Plaintiff's action against Defendant was brought pursuant to its mandate to regulate and enforce fair labor standards. Therefore, as to Plaintiff's action to enjoin and restrain Defendant from further violation of FLSA, this Court is not required to grant a stay of the proceedings. In addition, this Court has authority to enforce its judgment regarding the action to enjoin and restrain Defendant. Rusco Industries, Inc., 842 F.2d at 273 and note 9.

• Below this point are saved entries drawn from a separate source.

mod memory;

pub use memory::MemoryCache;

use serde::Serialize;
use std::sync::Arc;
use std::time::Duration;

/// Counters reported by `/api/cache/stats`.
#[derive(Debug, Clone, Copy, Default, PartialEq, Eq, Serialize)]
pub struct CacheStats {
    pub entries: usize,
    pub capacity: usize,
    pub hits: u64,
    pub misses: u64,
    pub evictions: u64,
    pub expirations: u64,
}

/// Key/value store with a per-entry time-to-live.
///
/// Values are shared, so a reader holding an `Arc` keeps a consistent value
/// even if the entry is replaced or evicted meanwhile.
pub trait ResponseCache<V>: Send + Sync {
    /// Returns the value if present and not yet expired.
    fn get(&self, key: &str) -> Option<Arc<V>>;

    fn set(&self, key: String, value: Arc<V>, ttl: Duration);

    /// Drop every expired entry, returning how many were removed.
    fn purge_expired(&self) -> usize;

    fn stats(&self) -> CacheStats;
}
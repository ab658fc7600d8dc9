//! Welch power spectral density estimate.

use crate::error::{Result, SignalError};
use ndarray::ArrayView2;
use rayon::prelude::*;
use rustfft::{num_complex::Complex, FftPlanner};
use serde::{Deserialize, Serialize};
use std::cell::RefCell;
use std::f64::consts::PI;

// Thread-local FFT planner so rayon workers reuse their cached plans
thread_local! {
    static FFT_PLANNER: RefCell<FftPlanner<f64>> = RefCell::new(FftPlanner::new());
}

#[derive(Debug, Clone, Copy, PartialEq, Serialize, Deserialize)]
pub struct WelchParams {
    /// Segment length; shortened to the signal length for short recordings.
    pub n_fft: usize,
    pub n_overlap: usize,
    pub fmin: f64,
    pub fmax: f64,
}

impl Default for WelchParams {
    fn default() -> Self {
        Self {
            n_fft: 256,
            n_overlap: 0,
            fmin: 0.0,
            fmax: 50.0,
        }
    }
}

/// One-sided power spectral density per channel, in units²/Hz.
#[derive(Debug, Clone, PartialEq, Serialize, Deserialize)]
pub struct PowerSpectrum {
    pub frequencies: Vec<f64>,
    pub channel_psds: Vec<Vec<f64>>,
}

impl PowerSpectrum {
    /// Mean over channels for every frequency bin.
    pub fn mean_spectrum(&self) -> Vec<f64> {
        let n_channels = self.channel_psds.len();
        if n_channels == 0 {
            return vec![0.0; self.frequencies.len()];
        }
        (0..self.frequencies.len())
            .map(|k| self.channel_psds.iter().map(|psd| psd[k]).sum::<f64>() / n_channels as f64)
            .collect()
    }
}

/// Periodic Hamming window.
pub fn hamming(n: usize) -> Vec<f64> {
    (0..n)
        .map(|i| 0.54 - 0.46 * (2.0 * PI * i as f64 / n as f64).cos())
        .collect()
}

/// Welch estimate over each row of `data` (channels × samples).
///
/// Segments of `n_fft` samples advance by `n_fft - n_overlap`, are Hamming
/// windowed, and their periodograms are averaged. Only bins with
/// `fmin <= f <= fmax` are returned.
pub fn welch(data: ArrayView2<'_, f64>, sfreq: f64, params: &WelchParams) -> Result<PowerSpectrum> {
    if !(sfreq.is_finite() && sfreq > 0.0) {
        return Err(SignalError::InvalidParameter(format!(
            "sampling frequency must be positive, got {}",
            sfreq
        )));
    }
    if params.fmax < params.fmin {
        return Err(SignalError::InvalidParameter(format!(
            "fmax {} is below fmin {}",
            params.fmax, params.fmin
        )));
    }

    let n_samples = data.ncols();
    if n_samples == 0 {
        return Err(SignalError::InvalidData("cannot estimate PSD of an empty signal".to_string()));
    }
    let n_fft = params.n_fft.min(n_samples).max(1);
    if params.n_overlap >= n_fft {
        return Err(SignalError::InvalidParameter(format!(
            "overlap {} must be smaller than segment length {}",
            params.n_overlap, n_fft
        )));
    }
    let step = n_fft - params.n_overlap;

    let window = hamming(n_fft);
    let window_power: f64 = window.iter().map(|w| w * w).sum();
    let scale = 1.0 / (sfreq * window_power);

    let resolution = sfreq / n_fft as f64;
    let bins: Vec<usize> = (0..=n_fft / 2)
        .filter(|&k| {
            let f = k as f64 * resolution;
            f >= params.fmin && f <= params.fmax
        })
        .collect();
    let frequencies: Vec<f64> = bins.iter().map(|&k| k as f64 * resolution).collect();

    log::debug!(
        "Welch PSD: {} channels, n_fft={}, step={}, {} bins up to {} Hz",
        data.nrows(),
        n_fft,
        step,
        bins.len(),
        params.fmax
    );

    let rows: Vec<Vec<f64>> = data.outer_iter().map(|row| row.to_vec()).collect();
    let channel_psds = rows
        .par_iter()
        .map(|signal| channel_psd(signal, n_fft, step, &window, scale, &bins))
        .collect();

    Ok(PowerSpectrum {
        frequencies,
        channel_psds,
    })
}

fn channel_psd(
    signal: &[f64],
    n_fft: usize,
    step: usize,
    window: &[f64],
    scale: f64,
    bins: &[usize],
) -> Vec<f64> {
    let fft = FFT_PLANNER.with(|planner| planner.borrow_mut().plan_fft_forward(n_fft));
    let nyquist = if n_fft % 2 == 0 { Some(n_fft / 2) } else { None };

    let mut accumulated = vec![0.0; bins.len()];
    let mut n_segments = 0usize;
    let mut buffer = vec![Complex::new(0.0, 0.0); n_fft];

    let mut start = 0;
    while start + n_fft <= signal.len() {
        for (slot, (&x, &w)) in buffer
            .iter_mut()
            .zip(signal[start..start + n_fft].iter().zip(window))
        {
            *slot = Complex::new(x * w, 0.0);
        }
        fft.process(&mut buffer);

        for (acc, &k) in accumulated.iter_mut().zip(bins) {
            let mut power = buffer[k].norm_sqr() * scale;
            // Fold negative frequencies into the one-sided spectrum
            if k != 0 && Some(k) != nyquist {
                power *= 2.0;
            }
            *acc += power;
        }
        n_segments += 1;
        start += step;
    }

    if n_segments > 0 {
        for acc in &mut accumulated {
            *acc /= n_segments as f64;
        }
    }
    accumulated
}

#[cfg(test)]
mod tests {
    use super::*;
    use ndarray::Array2;

    fn sine(freq: f64, sfreq: f64, n: usize, amplitude: f64) -> Vec<f64> {
        (0..n)
            .map(|i| amplitude * (2.0 * PI * freq * i as f64 / sfreq).sin())
            .collect()
    }

    #[test]
    fn test_peak_at_signal_frequency() {
        let sfreq = 256.0;
        let signal = sine(10.0, sfreq, 2560, 1.0);
        let data = Array2::from_shape_vec((1, signal.len()), signal).unwrap();
        let spectrum = welch(data.view(), sfreq, &WelchParams::default()).unwrap();

        let (peak, _) = spectrum.channel_psds[0]
            .iter()
            .enumerate()
            .fold((0, f64::MIN), |best, (i, &p)| if p > best.1 { (i, p) } else { best });
        assert!((spectrum.frequencies[peak] - 10.0).abs() < 1e-9);
    }

    #[test]
    fn test_frequencies_bounded_by_fmax() {
        let sfreq = 512.0;
        let data = Array2::from_shape_vec((2, 1024), vec![0.5; 2048]).unwrap();
        let spectrum = welch(data.view(), sfreq, &WelchParams::default()).unwrap();

        assert_eq!(spectrum.frequencies.first(), Some(&0.0));
        assert!(spectrum.frequencies.iter().all(|&f| f <= 50.0));
        assert!(spectrum.frequencies.windows(2).all(|w| w[0] < w[1]));
        assert_eq!(spectrum.channel_psds.len(), 2);
        assert_eq!(spectrum.channel_psds[0].len(), spectrum.frequencies.len());
    }

    #[test]
    fn test_total_power_matches_variance() {
        // Parseval: integrating a density-scaled PSD recovers the signal power
        let sfreq = 200.0;
        let signal = sine(20.0, sfreq, 2000, 2.0);
        let data = Array2::from_shape_vec((1, signal.len()), signal).unwrap();
        let params = WelchParams {
            fmax: 100.0,
            ..WelchParams::default()
        };
        let spectrum = welch(data.view(), sfreq, &params).unwrap();
        let df = spectrum.frequencies[1] - spectrum.frequencies[0];
        let total: f64 = spectrum.channel_psds[0].iter().sum::<f64>() * df;
        assert!((total - 2.0).abs() < 0.2, "total power {}", total);
    }

    #[test]
    fn test_short_signal_uses_whole_length() {
        let data = Array2::from_shape_vec((1, 100), sine(5.0, 100.0, 100, 1.0)).unwrap();
        let spectrum = welch(data.view(), 100.0, &WelchParams::default()).unwrap();
        assert!((spectrum.frequencies[1] - 1.0).abs() < 1e-12);
    }

    #[test]
    fn test_mean_spectrum() {
        let spectrum = PowerSpectrum {
            frequencies: vec![0.0, 1.0],
            channel_psds: vec![vec![1.0, 2.0], vec![3.0, 6.0]],
        };
        assert_eq!(spectrum.mean_spectrum(), vec![2.0, 4.0]);
    }

    #[test]
    fn test_rejects_overlap_not_smaller_than_segment() {
        let data = Array2::<f64>::zeros((1, 512));
        let params = WelchParams {
            n_overlap: 256,
            ..WelchParams::default()
        };
        assert!(welch(data.view(), 256.0, &params).is_err());
    }
}
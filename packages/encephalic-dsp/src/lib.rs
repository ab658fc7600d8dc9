pub mod channels;
pub mod edf;
pub mod error;
pub mod montage;
pub mod recording;
pub mod spectral;
pub mod synthetic;
pub mod topomap;

pub use channels::{classify_channel_label, ChannelType, SensorSelection};
pub use edf::{read_recording, write_recording, EdfReader, EdfWriter};
pub use error::{Result, SignalError};
pub use montage::{position_for, SensorPosition};
pub use recording::{ChannelInfo, Recording};
pub use spectral::{welch, PowerSpectrum, WelchParams};
pub use synthetic::{demo_recording, SyntheticConfig};
pub use topomap::{render_png, TopomapStyle};
use axum::{
    http::StatusCode,
    response::{IntoResponse, Response},
    Json,
};
use encephalic_dsp::SignalError;
use serde::Serialize;

/// Failures surfaced by the service components.
///
/// Cloneable so a failed load can be reported to every later caller.
#[derive(Debug, Clone, PartialEq, thiserror::Error)]
pub enum ServiceError {
    #[error("Recording unavailable: {0}")]
    DataUnavailable(String),

    #[error("No {sensor} channels found in recording")]
    NoChannels { sensor: String },

    #[error("Invalid time range: {0}")]
    InvalidRange(String),

    #[error("Invalid time point: {0}")]
    InvalidTimePoint(String),

    #[error("Failed to render topomap: {0}")]
    Render(String),

    #[error("Computation failed: {0}")]
    Computation(String),

    #[error("Recording is still loading")]
    Initializing,
}

impl ServiceError {
    /// Translate a load failure from the signal library.
    pub fn from_load(err: SignalError) -> Self {
        match err {
            SignalError::NoChannels { sensor } => ServiceError::NoChannels { sensor },
            other => ServiceError::DataUnavailable(other.to_string()),
        }
    }

    pub fn status_code(&self) -> StatusCode {
        match self {
            ServiceError::InvalidRange(_) | ServiceError::InvalidTimePoint(_) => {
                StatusCode::BAD_REQUEST
            }
            ServiceError::Render(_) | ServiceError::Computation(_) => {
                StatusCode::INTERNAL_SERVER_ERROR
            }
            ServiceError::DataUnavailable(_)
            | ServiceError::NoChannels { .. }
            | ServiceError::Initializing => StatusCode::SERVICE_UNAVAILABLE,
        }
    }
}

impl From<tokio::task::JoinError> for ServiceError {
    fn from(err: tokio::task::JoinError) -> Self {
        ServiceError::Computation(format!("worker task failed: {}", err))
    }
}

#[derive(Debug, Serialize)]
struct ErrorBody {
    error: String,
}

/// HTTP-facing wrapper rendering a [`ServiceError`] as `{"error": ...}`.
#[derive(Debug)]
pub struct ApiError(pub ServiceError);

impl From<ServiceError> for ApiError {
    fn from(err: ServiceError) -> Self {
        ApiError(err)
    }
}

impl From<tokio::task::JoinError> for ApiError {
    fn from(err: tokio::task::JoinError) -> Self {
        ApiError(err.into())
    }
}

impl IntoResponse for ApiError {
    fn into_response(self) -> Response {
        let status = self.0.status_code();
        if status.is_server_error() {
            tracing::error!(status = status.as_u16(), "Request failed: {}", self.0);
        } else {
            tracing::warn!(status = status.as_u16(), "Request rejected: {}", self.0);
        }
        (
            status,
            Json(ErrorBody {
                error: self.0.to_string(),
            }),
        )
            .into_response()
    }
}

pub type ApiResult<T> = Result<T, ApiError>;
use crate::channels::{classify_channel_label, ChannelType};
use crate::error::{Result, SignalError};
use crate::montage::{position_for, SensorPosition};
use ndarray::{Array2, ArrayView2};
use serde::{Deserialize, Serialize};
use std::collections::HashSet;

#[derive(Debug, Clone, PartialEq, Serialize, Deserialize)]
pub struct ChannelInfo {
    pub name: String,
    pub channel_type: ChannelType,
    pub position: Option<SensorPosition>,
}

impl ChannelInfo {
    /// Classify the label and resolve its montage position.
    pub fn from_label(name: impl Into<String>) -> Self {
        let name = name.into();
        Self {
            channel_type: classify_channel_label(&name),
            position: position_for(&name),
            name,
        }
    }
}

/// An immutable multi-channel recording held fully in memory.
///
/// Rows of `data` are channels in file order, columns are samples.
#[derive(Debug, Clone)]
pub struct Recording {
    channels: Vec<ChannelInfo>,
    data: Array2<f64>,
    sfreq: f64,
}

impl Recording {
    pub fn new(channel_names: Vec<String>, data: Array2<f64>, sfreq: f64) -> Result<Self> {
        let channels = channel_names.into_iter().map(ChannelInfo::from_label).collect();
        Self::from_channels(channels, data, sfreq)
    }

    pub fn from_channels(channels: Vec<ChannelInfo>, data: Array2<f64>, sfreq: f64) -> Result<Self> {
        if !sfreq.is_finite() || sfreq <= 0.0 {
            return Err(SignalError::InvalidData(format!(
                "sampling frequency must be positive, got {}",
                sfreq
            )));
        }
        if channels.len() != data.nrows() {
            return Err(SignalError::InvalidData(format!(
                "{} channel labels for {} data rows",
                channels.len(),
                data.nrows()
            )));
        }
        if data.ncols() == 0 {
            return Err(SignalError::InvalidData("recording has no samples".to_string()));
        }

        let mut seen = HashSet::new();
        for channel in &channels {
            if !seen.insert(channel.name.as_str()) {
                return Err(SignalError::InvalidData(format!(
                    "duplicate channel label '{}'",
                    channel.name
                )));
            }
        }

        Ok(Self {
            channels,
            data,
            sfreq,
        })
    }

    pub fn channels(&self) -> &[ChannelInfo] {
        &self.channels
    }

    pub fn channel_names(&self) -> Vec<String> {
        self.channels.iter().map(|c| c.name.clone()).collect()
    }

    pub fn data(&self) -> ArrayView2<'_, f64> {
        self.data.view()
    }

    pub fn sfreq(&self) -> f64 {
        self.sfreq
    }

    pub fn n_channels(&self) -> usize {
        self.data.nrows()
    }

    pub fn n_samples(&self) -> usize {
        self.data.ncols()
    }

    /// Time of the last sample, in seconds from recording start.
    pub fn duration(&self) -> f64 {
        (self.n_samples() - 1) as f64 / self.sfreq
    }

    pub fn time_of(&self, sample: usize) -> f64 {
        sample as f64 / self.sfreq
    }

    pub fn times(&self) -> Vec<f64> {
        (0..self.n_samples()).map(|i| self.time_of(i)).collect()
    }
}

#[cfg(test)]
mod tests {
    use super::*;

    #[test]
    fn test_duration_counts_sample_intervals() {
        let data = Array2::zeros((2, 1201));
        let rec = Recording::new(vec!["Fz".into(), "Cz".into()], data, 600.0).unwrap();
        assert_eq!(rec.n_samples(), 1201);
        assert!((rec.duration() - 2.0).abs() < 1e-12);
        assert_eq!(rec.channels()[1].channel_type, ChannelType::Eeg);
        assert!(rec.channels()[1].position.is_some());
    }

    #[test]
    fn test_rejects_mismatched_rows() {
        let data = Array2::zeros((3, 10));
        let err = Recording::new(vec!["Fz".into()], data, 100.0).unwrap_err();
        assert!(matches!(err, SignalError::InvalidData(_)));
    }

    #[test]
    fn test_rejects_duplicate_labels() {
        let data = Array2::zeros((2, 10));
        assert!(Recording::new(vec!["Fz".into(), "Fz".into()], data, 100.0).is_err());
    }

    #[test]
    fn test_rejects_bad_sampling_rate() {
        assert!(Recording::new(vec!["Fz".into()], Array2::zeros((1, 10)), 0.0).is_err());
        assert!(Recording::new(vec!["Fz".into()], Array2::zeros((1, 10)), f64::NAN).is_err());
    }
}
//! Channel type classification from EDF signal labels.

use serde::{Deserialize, Serialize};
use std::fmt;
use std::str::FromStr;

/// Standard 10-20 / 10-10 electrode labels (matched case-insensitively).
const EEG_10_20_LABELS: &[&str] = &[
    "fp1", "fp2", "f3", "f4", "c3", "c4", "p3", "p4", "o1", "o2", "f7", "f8", "t3", "t4", "t5",
    "t6", "t7", "t8", "p7", "p8", "fz", "cz", "pz", "oz", "af3", "af4", "af7", "af8", "afz", "f1",
    "f2", "f5", "f6", "f9", "f10", "fc1", "fc2", "fc3", "fc4", "fc5", "fc6", "fcz", "ft7", "ft8",
    "ft9", "ft10", "c1", "c2", "c5", "c6", "cp1", "cp2", "cp3", "cp4", "cp5", "cp6", "cpz", "tp7",
    "tp8", "tp9", "tp10", "p1", "p2", "p5", "p6", "p9", "p10", "po3", "po4", "po7", "po8", "poz",
    "o9", "o10", "fpz", "nz", "iz", "a1", "a2", "m1", "m2",
];

#[derive(Debug, Clone, Copy, PartialEq, Eq, Hash, Serialize, Deserialize)]
#[serde(rename_all = "lowercase")]
pub enum ChannelType {
    Eeg,
    Eog,
    Ecg,
    Emg,
    Meg,
    Stim,
    Resp,
    Misc,
    Annotation,
    Unknown,
}

impl ChannelType {
    pub fn as_str(&self) -> &'static str {
        match self {
            ChannelType::Eeg => "eeg",
            ChannelType::Eog => "eog",
            ChannelType::Ecg => "ecg",
            ChannelType::Emg => "emg",
            ChannelType::Meg => "meg",
            ChannelType::Stim => "stim",
            ChannelType::Resp => "resp",
            ChannelType::Misc => "misc",
            ChannelType::Annotation => "annotation",
            ChannelType::Unknown => "unknown",
        }
    }
}

impl fmt::Display for ChannelType {
    fn fmt(&self, f: &mut fmt::Formatter<'_>) -> fmt::Result {
        f.write_str(self.as_str())
    }
}

impl FromStr for ChannelType {
    type Err = String;

    fn from_str(s: &str) -> Result<Self, Self::Err> {
        match s.trim().to_lowercase().as_str() {
            "eeg" => Ok(ChannelType::Eeg),
            "eog" => Ok(ChannelType::Eog),
            "ecg" | "ekg" => Ok(ChannelType::Ecg),
            "emg" => Ok(ChannelType::Emg),
            "meg" => Ok(ChannelType::Meg),
            "stim" => Ok(ChannelType::Stim),
            "resp" => Ok(ChannelType::Resp),
            "misc" => Ok(ChannelType::Misc),
            other => Err(format!("unknown channel type '{}'", other)),
        }
    }
}

/// Which channels survive loading.
#[derive(Debug, Clone, Copy, PartialEq, Eq)]
pub enum SensorSelection {
    All,
    Only(ChannelType),
}

impl SensorSelection {
    pub fn accepts(&self, channel_type: ChannelType) -> bool {
        match self {
            // Annotation channels never carry samples worth serving
            SensorSelection::All => channel_type != ChannelType::Annotation,
            SensorSelection::Only(wanted) => *wanted == channel_type,
        }
    }
}

impl fmt::Display for SensorSelection {
    fn fmt(&self, f: &mut fmt::Formatter<'_>) -> fmt::Result {
        match self {
            SensorSelection::All => f.write_str("all"),
            SensorSelection::Only(t) => write!(f, "{}", t.as_str().to_uppercase()),
        }
    }
}

impl FromStr for SensorSelection {
    type Err = String;

    fn from_str(s: &str) -> Result<Self, Self::Err> {
        if s.trim().eq_ignore_ascii_case("all") {
            return Ok(SensorSelection::All);
        }
        s.parse::<ChannelType>().map(SensorSelection::Only)
    }
}

/// Strip type prefixes and reference suffixes: "EEG Fp1-REF" -> "fp1".
pub fn electrode_name(label: &str) -> String {
    let mut lower = label.trim().to_lowercase();
    for prefix in ["eeg ", "eeg-", "eeg_"] {
        if let Some(rest) = lower.strip_prefix(prefix) {
            lower = rest.trim().to_string();
            break;
        }
    }
    match lower.split_once('-') {
        Some((head, _)) if !head.is_empty() => head.trim().to_string(),
        _ => lower,
    }
}

/// Classify a single channel label.
///
/// Priority order:
/// 1. EDF+ annotation signal
/// 2. Type prefix ("EEG Fp1", "EOG Left")
/// 3. Known pattern (EOG, ECG, EMG, STIM, RESP)
/// 4. 10-20 electrode name
/// 5. Unknown
pub fn classify_channel_label(label: &str) -> ChannelType {
    let lower = label.trim().to_lowercase();
    if lower.is_empty() {
        return ChannelType::Unknown;
    }

    if lower.contains("annotations") {
        return ChannelType::Annotation;
    }

    if let Some(channel_type) = classify_by_prefix(&lower) {
        return channel_type;
    }

    if let Some(channel_type) = classify_by_pattern(&lower) {
        return channel_type;
    }

    if EEG_10_20_LABELS.contains(&electrode_name(&lower).as_str()) {
        return ChannelType::Eeg;
    }

    ChannelType::Unknown
}

fn classify_by_prefix(lower: &str) -> Option<ChannelType> {
    let prefixes: &[(&str, ChannelType)] = &[
        ("eeg ", ChannelType::Eeg),
        ("eog ", ChannelType::Eog),
        ("ecg ", ChannelType::Ecg),
        ("ekg ", ChannelType::Ecg),
        ("emg ", ChannelType::Emg),
        ("meg ", ChannelType::Meg),
        ("stim ", ChannelType::Stim),
        ("sti ", ChannelType::Stim),
        ("misc ", ChannelType::Misc),
        ("resp ", ChannelType::Resp),
    ];

    prefixes
        .iter()
        .find(|(prefix, _)| lower.starts_with(prefix))
        .map(|(_, channel_type)| *channel_type)
}

fn classify_by_pattern(lower: &str) -> Option<ChannelType> {
    if lower.starts_with("eog") || lower.ends_with("eog") {
        return Some(ChannelType::Eog);
    }
    if lower.starts_with("ecg") || lower.starts_with("ekg") {
        return Some(ChannelType::Ecg);
    }
    if lower.starts_with("emg") {
        return Some(ChannelType::Emg);
    }
    if lower.starts_with("stim")
        || lower.starts_with("sti0")
        || lower == "status"
        || lower == "trigger"
    {
        return Some(ChannelType::Stim);
    }
    if lower.starts_with("resp") {
        return Some(ChannelType::Resp);
    }
    None
}
use parking_lot::Mutex;
use std::collections::{HashMap, VecDeque};
use std::sync::Arc;
use std::time::{Duration, Instant};

use super::{CacheStats, ResponseCache};

struct Entry<V> {
    value: Arc<V>,
    expires_at: Instant,
}

impl<V> Entry<V> {
    fn is_expired(&self, now: Instant) -> bool {
        now >= self.expires_at
    }
}

struct Inner<V> {
    entries: HashMap<String, Entry<V>>,
    /// Keys from oldest to newest insert
    order: VecDeque<String>,
    stats: CacheStats,
}

impl<V> Inner<V> {
    fn remove(&mut self, key: &str) {
        self.entries.remove(key);
        self.order.retain(|k| k != key);
    }

    fn purge_expired(&mut self, now: Instant) -> usize {
        let before = self.entries.len();
        self.entries.retain(|_, entry| !entry.is_expired(now));
        let removed = before - self.entries.len();
        if removed > 0 {
            let entries = &self.entries;
            self.order.retain(|k| entries.contains_key(k));
            self.stats.expirations += removed as u64;
        }
        removed
    }
}

/// In-process [`ResponseCache`] bounded by entry count.
///
/// When full, expired entries are purged first; if that frees nothing the
/// oldest insert is evicted.
pub struct MemoryCache<V> {
    name: &'static str,
    capacity: usize,
    inner: Mutex<Inner<V>>,
}

impl<V> MemoryCache<V> {
    pub fn new(name: &'static str, capacity: usize) -> Self {
        let capacity = capacity.max(1);
        Self {
            name,
            capacity,
            inner: Mutex::new(Inner {
                entries: HashMap::with_capacity(capacity.min(1024)),
                order: VecDeque::new(),
                stats: CacheStats {
                    capacity,
                    ..CacheStats::default()
                },
            }),
        }
    }

    pub fn len(&self) -> usize {
        self.inner.lock().entries.len()
    }

    pub fn is_empty(&self) -> bool {
        self.len() == 0
    }
}

impl<V: Send + Sync> ResponseCache<V> for MemoryCache<V> {
    fn get(&self, key: &str) -> Option<Arc<V>> {
        let now = Instant::now();
        let mut guard = self.inner.lock();
        let inner = &mut *guard;

        let expired = match inner.entries.get(key) {
            Some(entry) if !entry.is_expired(now) => {
                let value = entry.value.clone();
                inner.stats.hits += 1;
                return Some(value);
            }
            Some(_) => true,
            None => false,
        };

        if expired {
            inner.remove(key);
            inner.stats.expirations += 1;
        }
        inner.stats.misses += 1;
        None
    }

    fn set(&self, key: String, value: Arc<V>, ttl: Duration) {
        let now = Instant::now();
        let mut guard = self.inner.lock();
        let inner = &mut *guard;

        // A re-set counts as a fresh insert
        if inner.entries.contains_key(&key) {
            inner.remove(&key);
        }

        if inner.entries.len() >= self.capacity {
            inner.purge_expired(now);
        }
        while inner.entries.len() >= self.capacity {
            let Some(oldest) = inner.order.pop_front() else {
                break;
            };
            inner.entries.remove(&oldest);
            inner.stats.evictions += 1;
            tracing::debug!(cache = self.name, key = %oldest, "Evicted oldest cache entry");
        }

        let expires_at = now.checked_add(ttl).unwrap_or(now + Duration::from_secs(86_400 * 365));
        inner.order.push_back(key.clone());
        inner.entries.insert(key, Entry { value, expires_at });
    }

    fn purge_expired(&self) -> usize {
        self.inner.lock().purge_expired(Instant::now())
    }

    fn stats(&self) -> CacheStats {
        let inner = self.inner.lock();
        CacheStats {
            entries: inner.entries.len(),
            ..inner.stats
        }
    }
}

As to Plaintiff's action seeking back wages for Defendant's present and former employees, this Court is not stayed from adjudicating Defendant's liability for back wages and the amount of such wages for present and former employees. However, as to an adverse money judgment against Defendant, this Court must stay enforcement of such a judgment pending the outcome of Defendant's Chapter 7 Petition filed in the United States Bankruptcy Court. Penn Terra Ltd. v. Dept. of Envtl. Resources, 733 F.2d 267, 275 (3d Cir.1984) (where the action is enforce a money judgment, 11 U.S.C. § 362(b)(5) creates an exception to the exemption of government enforcement of police and regulatory powers from the automatic stay). Actual enforcement by a governmental unit of money judgment against debtor's estate would give preferential treatment to the detriment of all other creditors which would be inconsistent with congressional intent. H.Rep., supra, at 343; S.Rep., supra, at 52, 1978 U.S.C.C.A.N. 6299, 5838.

For the reasons stated herein, Defendant's suggestion to stay adjudication of Plaintiff's action to restrain and enjoin Defendant from further Fair Labor Standards Act violations and to determine Defendant's liability for back wages is DENIED. Defendant's motion to stay enforcement of any money judgment against Defendant pending the outcome of the Bankruptcy Court proceeding is GRANTED.

NOTES

[1] Although Defendant did not include a copy of the petition with his Suggestion In Bankruptcy, this Court notes that the petition was filed voluntarily under 11 U.S.C. § 301. That section provides the following:

A voluntary case under a chapter of this title is commenced by the filing with the bankruptcy court of a petition under such chapter by an entity that may be a debtor under such chapter. The commencement of a voluntary case under a chapter of this title constitutes an order for relief under such chapter.

11 U.S.C. § 301.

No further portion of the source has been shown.